Because this kind of taking (what Newton called building “on the shoulders of giants”) is so vital, I think it was a wise move by the Beasties to acknowledge the positives in the GoldieBlox ad, even while complaining about the way they were treated (i.e., their PR firm issued an open letter that read in part “we were very impressed by the creativity and the message behind your ad”).
Apparently what has the surviving Beasties so upset is not a legitimate fair use, but that someone is crassly using their work in an ad without permission and that the response to the Beasties’ letter to GoldieBlox (the non-public one that the Beasties claim was simply seeking clarification, but that GoldieBlox claims was implicitly threatening legal action) was a request for declaratory judgment initiated by GoldieBlox to pre-emptively settle whether the Beasties could prevent the use of the parody in an ad.

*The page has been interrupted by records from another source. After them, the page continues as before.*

//! Window regions reported by hit testing

use serde::Serialize;

/// Part of a window under the pointer
#[derive(Clone, Copy, Debug, PartialEq, Eq, Serialize)]
#[serde(rename_all = "snake_case")]
pub enum WindowRegion {
    /// Title bar (drag to move)
    TitleBar,
    /// Application content
    Content,
    CloseButton,
    MinimizeButton,
    MaximizeButton,
    ResizeN,
    ResizeS,
    ResizeE,
    ResizeW,
    ResizeNE,
    ResizeNW,
    ResizeSE,
    ResizeSW,
}

impl WindowRegion {
    /// Parse a compass edge name ("n", "se", ...) into a resize region
    pub fn from_edge(edge: &str) -> Option<Self> {
        match edge {
            "n" => Some(WindowRegion::ResizeN),
            "s" => Some(WindowRegion::ResizeS),
            "e" => Some(WindowRegion::ResizeE),
            "w" => Some(WindowRegion::ResizeW),
            "ne" => Some(WindowRegion::ResizeNE),
            "nw" => Some(WindowRegion::ResizeNW),
            "se" => Some(WindowRegion::ResizeSE),
            "sw" => Some(WindowRegion::ResizeSW),
            _ => None,
        }
    }

    /// Check if this is a resize edge or corner
    #[inline]
    pub fn is_resize(&self) -> bool {
        matches!(
            self,
            WindowRegion::ResizeN
                | WindowRegion::ResizeS
                | WindowRegion::ResizeE
                | WindowRegion::ResizeW
                | WindowRegion::ResizeNE
                | WindowRegion::ResizeNW
                | WindowRegion::ResizeSE
                | WindowRegion::ResizeSW
        )
    }

    /// Whether dragging this region moves the left edge
    #[inline]
    pub(crate) fn moves_left(&self) -> bool {
        matches!(self, WindowRegion::ResizeW | WindowRegion::ResizeNW | WindowRegion::ResizeSW)
    }

    /// Whether dragging this region moves the top edge
    #[inline]
    pub(crate) fn moves_top(&self) -> bool {
        matches!(self, WindowRegion::ResizeN | WindowRegion::ResizeNE | WindowRegion::ResizeNW)
    }

    /// Whether dragging this region changes the width
    #[inline]
    pub(crate) fn changes_width(&self) -> bool {
        self.moves_left() || matches!(self, WindowRegion::ResizeE | WindowRegion::ResizeNE | WindowRegion::ResizeSE)
    }

    /// Whether dragging this region changes the height
    #[inline]
    pub(crate) fn changes_height(&self) -> bool {
        self.moves_top() || matches!(self, WindowRegion::ResizeS | WindowRegion::ResizeSE | WindowRegion::ResizeSW)
    }

    /// CSS cursor for this region
    pub fn cursor(&self) -> &'static str {
        match self {
            WindowRegion::TitleBar => "move",
            WindowRegion::Content => "default",
            WindowRegion::CloseButton | WindowRegion::MinimizeButton | WindowRegion::MaximizeButton => "pointer",
            WindowRegion::ResizeN | WindowRegion::ResizeS => "ns-resize",
            WindowRegion::ResizeE | WindowRegion::ResizeW => "ew-resize",
            WindowRegion::ResizeNE | WindowRegion::ResizeSW => "nesw-resize",
            WindowRegion::ResizeNW | WindowRegion::ResizeSE => "nwse-resize",
        }
    }
}
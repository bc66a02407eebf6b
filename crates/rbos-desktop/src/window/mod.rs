//! Window management module
//!
//! Provides window lifecycle, focus, z-order and hit testing.

#[allow(clippy::module_inception)]
mod window;
mod config;
mod region;
mod manager;

pub use window::{Capability, Window, WindowCapabilities, WindowMode};
pub use config::WindowOptions;
pub use region::WindowRegion;
pub use manager::WindowManager;

/// Unique window identifier
pub type WindowId = u64;
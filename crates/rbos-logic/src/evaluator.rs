//! Pure step function over a circuit graph
//!
//! `step(graph, mode)` returns a new graph whose output mapping reflects one
//! synchronous evaluation pass. Gates and wires are never touched.
//!
//! # Modes
//!
//! - `Sequential`: gates are visited in insertion order and read from the
//!   working copy of the output mapping. A source that has not been visited
//!   yet this pass contributes its previous-step value, so forward and cyclic
//!   references settle one tick late. Never fails.
//! - `Topological`: gates are visited in dependency order and always read
//!   this pass's values. A combinational cycle is an error.

use std::collections::{HashMap, VecDeque};

use serde::{Deserialize, Serialize};

use crate::error::EvalError;
use crate::gate::{Gate, GateId, Signal};
use crate::graph::Graph;

/// Evaluation order used by a step
#[derive(Clone, Copy, Debug, Default, PartialEq, Eq, Serialize, Deserialize)]
#[serde(rename_all = "lowercase")]
pub enum EvalMode {
    /// Insertion order with one-step-stale forward references
    #[default]
    Sequential,
    /// Dependency order; cycles are rejected
    Topological,
}

/// Run one evaluation pass.
pub fn step(graph: &Graph, mode: EvalMode) -> Result<Graph, EvalError> {
    let order: Vec<usize> = match mode {
        EvalMode::Sequential => (0..graph.gates().len()).collect(),
        EvalMode::Topological => topological_order(graph)?,
    };

    let mut values = graph.values().clone();
    for index in order {
        let gate = &graph.gates()[index];
        let inputs = gather_inputs(graph, gate, &values);
        let result = gate.kind.apply(&inputs);
        values.insert(gate.id.clone(), vec![result; gate.outputs]);
    }

    Ok(graph.with_values(values))
}

/// Build the input vector of a gate from the current values.
///
/// Later wires onto the same pin overwrite earlier ones.
fn gather_inputs(
    graph: &Graph,
    gate: &Gate,
    values: &HashMap<GateId, Vec<Signal>>,
) -> Vec<Signal> {
    let mut inputs = vec![Signal::Low; gate.inputs];
    for wire in graph.wires().iter().filter(|w| w.to.gate == gate.id) {
        let value = values
            .get(&wire.from.gate)
            .and_then(|v| v.get(wire.from.pin))
            .copied()
            .unwrap_or_default();
        if let Some(slot) = inputs.get_mut(wire.to.pin) {
            *slot = value;
        }
    }
    inputs
}

/// Kahn's algorithm over gate indices, ties broken by insertion order.
fn topological_order(graph: &Graph) -> Result<Vec<usize>, EvalError> {
    let gates = graph.gates();
    let index: HashMap<&GateId, usize> = gates.iter().enumerate().map(|(i, g)| (&g.id, i)).collect();

    let mut in_degree = vec![0usize; gates.len()];
    let mut successors: Vec<Vec<usize>> = vec![Vec::new(); gates.len()];
    for wire in graph.wires() {
        let (Some(&from), Some(&to)) = (index.get(&wire.from.gate), index.get(&wire.to.gate)) else {
            continue;
        };
        successors[from].push(to);
        in_degree[to] += 1;
    }

    let mut ready: VecDeque<usize> = (0..gates.len()).filter(|&i| in_degree[i] == 0).collect();
    let mut order = Vec::with_capacity(gates.len());

    while let Some(i) = ready.pop_front() {
        order.push(i);
        let mut unlocked = Vec::new();
        for &next in &successors[i] {
            in_degree[next] -= 1;
            if in_degree[next] == 0 {
                unlocked.push(next);
            }
        }
        unlocked.sort_unstable();
        ready.extend(unlocked);
    }

    if order.len() < gates.len() {
        let gates = (0..gates.len())
            .filter(|&i| in_degree[i] > 0)
            .map(|i| gates[i].id.clone())
            .collect();
        return Err(EvalError::CombinationalCycle { gates });
    }

    Ok(order)
}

Although the Beasties have complained that GoldieBlox "sued us," the action that GoldieBlox has initiated is not an ordinary lawsuit. Instead, as Andy Baio explains in a very helpful November 26th, 2013 post: "Unlike typical lawsuits, Goldieblox isn't seeking damages. They're asking the court to [simply] issue an opinion without ordering Beastie Boys to do anything in particular or pay damages, beyond possibly their own legal expenses."
I get why the Beasties, as content owners who over the last 25 years have grown accustomed to controlling the exploitation of their work, feel misused…
But they did (have their lawyers?) send a letter where a foreseeable response was a request for clarification from a court in the form of a declaratory judgment...
And, finally and most importantly, is this really the side of the fair use debate that the Beasties want to be on?
Is it possible for them to make a public fuss about this particular parody, without lending support to the innovation-stifling corporate interests that are opposed to the right of artists to take ideas and elements from the existing culture and to rework them - transform them - into new works that contribute to our culture?
Just because this particular parody sells a toy, can the GoldieBlox Girls ad be squashed without harming the freedom to create other culture-enhancing parodies?
Are the Beasties really prepared to draw a line that distinguishes this parody from other unpermissioned uses that might contribute to (be a crucial condition for?) a flourishing culture?
In short, I get why the Beasties are pissed…. But, on the facts that are currently available, I’d say the highly transformative character of the GoldieBlox ad trumps its admittedly commercial purpose and under the copyright law as it exists today the Beasties should probably let this one go.
UPDATE: December 1st, 2013 As reported in consumerist.com, GoldieBlox took the Beastie Boys parody ad down on November 27th, 2013 - posting the following on their blog: “We want you to know that when we posted the video, we were completely unaware that the late, great Adam Yauch had requested in his will that the Beastie Boys songs never be used in advertising.” They apparently had already posted this version of the ad - with an inoffensive instrumental track - on YouTube:
UPDATE: March 19th, 2014 As reported by adweek.com, "the legal battle between GoldieBlox and the Beastie Boys appears to be winding down, as the band has agreed to drop its lawsuit against the toy maker over the unauthorized use of the song "Girls" in a commercial—in exchange for an apology and a donation to charity."